Yeah me too. My shoulder looks rabid.
We had sex and then he fed me pie. This is the best friends-with-benefits situation ever.
I HOPE YOURE READY TO KICK SOME SERIOUS ASS AT TRIVIA NIGHT TOMORROW NIGHT. also, i hope the birth of your niece goes well. BUT MOSTLY TRIVIA NIGHT.
The reign of the rally queen is over. Welcome to the age of the walking dead.
The drag queen we did coke with is going to be on Ru Paul's drag race. I feel so proud.
HIS BALLS ARE HEAVEN SENT FROM THE VELVET ANGLES.
No don't worry! What are obnoxious, alcoholic, slut roommates for if not for uplifting words and tales of my folly?!
Would it be playing god to put spaghetti on my pizza?
Remember how we use to say "this will be the year I'll get my shit together!" And like we stopped doing that because we know that isn't happening anytime soon.

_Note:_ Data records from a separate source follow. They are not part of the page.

//! Operator forms.

use super::Form;
use crate::context::{LoweringContext, Suspension};
use crate::error::Result;
use crate::lower::iife;
use rhizome_sprig_ir::{BinaryOp, LogicalOp, Node, NodeKind, UnaryOp, VariableKind};

#[derive(Debug, Clone, Copy, PartialEq, Eq)]
pub(crate) enum Operator {
    Add,
    Sub,
    Mul,
    Div,
    Mod,
    Pow,
    /// `== === != !==`: exactly two operands.
    Equality(BinaryOp),
    /// `< > <= >=`: chains pairwise when given more than two operands.
    Compare(BinaryOp),
    And,
    Or,
    Nullish,
    Not,
    TypeOf,
    Void,
    Delete,
    InstanceOf,
    In,
}

impl Operator {
    pub(crate) fn from_name(name: &str) -> Option<Self> {
        Some(match name {
            "+" => Self::Add,
            "-" => Self::Sub,
            "*" => Self::Mul,
            "/" => Self::Div,
            "%" => Self::Mod,
            "**" => Self::Pow,
            "==" => Self::Equality(BinaryOp::Eq),
            "===" => Self::Equality(BinaryOp::StrictEq),
            "!=" => Self::Equality(BinaryOp::Ne),
            "!==" => Self::Equality(BinaryOp::StrictNe),
            "<" => Self::Compare(BinaryOp::Lt),
            ">" => Self::Compare(BinaryOp::Gt),
            "<=" => Self::Compare(BinaryOp::Le),
            ">=" => Self::Compare(BinaryOp::Ge),
            "and" | "&&" => Self::And,
            "or" | "||" => Self::Or,
            "??" => Self::Nullish,
            "not" | "!" => Self::Not,
            "typeof" => Self::TypeOf,
            "void" => Self::Void,
            "delete" => Self::Delete,
            "instanceof" => Self::InstanceOf,
            "in" => Self::In,
            _ => return None,
        })
    }
}

impl LoweringContext {
    pub(crate) fn lower_operator(&mut self, form: &Form<'_>, op: Operator) -> Result<Node> {
        match op {
            Operator::Add => match form.args {
                [] => Ok(Node::number(0)),
                [x] => Ok(Node::unary(UnaryOp::Plus, self.lower_expr(x)?)),
                _ => self.fold_binary(form, BinaryOp::Add),
            },
            Operator::Sub => match form.args {
                [x] => Ok(Node::unary(UnaryOp::Neg, self.lower_expr(x)?)),
                _ => {
                    form.at_least(1)?;
                    self.fold_binary(form, BinaryOp::Sub)
                }
            },
            Operator::Mul => match form.args {
                [] => Ok(Node::number(1)),
                [x] => self.lower_expr(x),
                _ => self.fold_binary(form, BinaryOp::Mul),
            },
            Operator::Div | Operator::Mod => {
                form.at_least(2)?;
                let op = if op == Operator::Div { BinaryOp::Div } else { BinaryOp::Mod };
                self.fold_binary(form, op)
            }
            Operator::Pow => {
                form.at_least(2)?;
                // Exponentiation associates to the right.
                let mut operands = self.lower_exprs(form.args)?;
                let mut result = operands.pop().unwrap_or_else(Node::undefined);
                while let Some(left) = operands.pop() {
                    result = Node::binary(BinaryOp::Pow, left, result).or_at(form.pos());
                }
                Ok(result)
            }
            Operator::Equality(op) => self.exact_binary(form, op),
            Operator::InstanceOf => self.exact_binary(form, BinaryOp::InstanceOf),
            Operator::In => self.exact_binary(form, BinaryOp::In),
            Operator::Compare(op) => {
                form.at_least(2)?;
                let (operands, suspension) = self.tracking(|ctx| ctx.lower_exprs(form.args))?;
                Ok(self.compare_chain(form, op, operands, suspension))
            }
            Operator::And => self.fold_logical(form, LogicalOp::And, true),
            Operator::Or => self.fold_logical(form, LogicalOp::Or, false),
            Operator::Nullish => {
                form.at_least(2)?;
                self.fold_logical(form, LogicalOp::Nullish, false)
            }
            Operator::Not => self.unary(form, UnaryOp::Not),
            Operator::TypeOf => self.unary(form, UnaryOp::TypeOf),
            Operator::Void => self.unary(form, UnaryOp::Void),
            Operator::Delete => self.unary(form, UnaryOp::Delete),
        }
    }

    /// `(< a b c)` is `a < b && b < c`. A middle operand that is not a name
    /// or a literal is stored in a temporary where it is first evaluated, so
    /// it runs once and in source order:
    ///
    /// ```text
    /// (< a (next) c)   (() => { let cmp_0; return a < (cmp_0 = next()) && cmp_0 < c; })()
    /// ```
    fn compare_chain(
        &mut self,
        form: &Form<'_>,
        op: BinaryOp,
        operands: Vec<Node>,
        suspension: Suspension,
    ) -> Node {
        let pos = form.pos();
        let count = operands.len();
        let mut operands = operands.into_iter();
        let Some(mut left) = operands.next() else {
            return Node::bool(true).or_at(pos);
        };

        let mut temps = Vec::new();
        let mut chain: Option<Node> = None;
        for (index, operand) in operands.enumerate() {
            let is_last = index + 2 == count;
            let (right, next_left) = if is_last || is_repeatable(&operand) {
                let reference = operand.clone();
                (operand, reference)
            } else {
                let temp = Node::ident(self.gensym("cmp")).or_at(pos);
                temps.push(Node::declare(VariableKind::Let, temp.clone(), None).or_at(pos));
                (Node::assign(temp.clone(), operand).or_at(pos), temp)
            };
            let comparison = Node::binary(op, std::mem::replace(&mut left, next_left), right).or_at(pos);
            chain = Some(match chain {
                Some(acc) => Node::logical(LogicalOp::And, acc, comparison).or_at(pos),
                None => comparison,
            });
        }

        let chain = chain.unwrap_or_else(|| Node::bool(true).or_at(pos));
        if temps.is_empty() {
            return chain;
        }
        temps.push(Node::return_stmt(Some(chain)).or_at(pos));
        iife(temps, suspension, pos)
    }

    fn exact_binary(&mut self, form: &Form<'_>, op: BinaryOp) -> Result<Node> {
        form.exactly(2)?;
        let left = self.lower_expr(&form.args[0])?;
        let right = self.lower_expr(&form.args[1])?;
        Ok(Node::binary(op, left, right))
    }

    fn unary(&mut self, form: &Form<'_>, op: UnaryOp) -> Result<Node> {
        form.exactly(1)?;
        Ok(Node::unary(op, self.lower_expr(&form.args[0])?))
    }

    fn fold_binary(&mut self, form: &Form<'_>, op: BinaryOp) -> Result<Node> {
        let mut operands = self.lower_exprs(form.args)?.into_iter();
        let first = operands.next().unwrap_or_else(Node::undefined);
        Ok(operands.fold(first, |acc, next| Node::binary(op, acc, next).or_at(form.pos())))
    }

    fn fold_logical(&mut self, form: &Form<'_>, op: LogicalOp, identity: bool) -> Result<Node> {
        let mut operands = self.lower_exprs(form.args)?.into_iter();
        let Some(first) = operands.next() else {
            return Ok(Node::bool(identity));
        };
        Ok(operands.fold(first, |acc, next| Node::logical(op, acc, next).or_at(form.pos())))
    }
}

/// Operands that can be repeated without evaluating anything twice.
fn is_repeatable(node: &Node) -> bool {
    matches!(
        node.kind,
        NodeKind::Identifier { .. } | NodeKind::Literal(_) | NodeKind::This
    )
}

just had sex in the back of my high school auditorium #dreamcumtrue
If he has a beard, chances are, that’s an open invitation to sit on his face
Last night I had a dream that a man with an ice cream body entered a bicycle throwing contest and won.
I think I should write my liver a thank you note. If it had my work ethic, I would be dead now.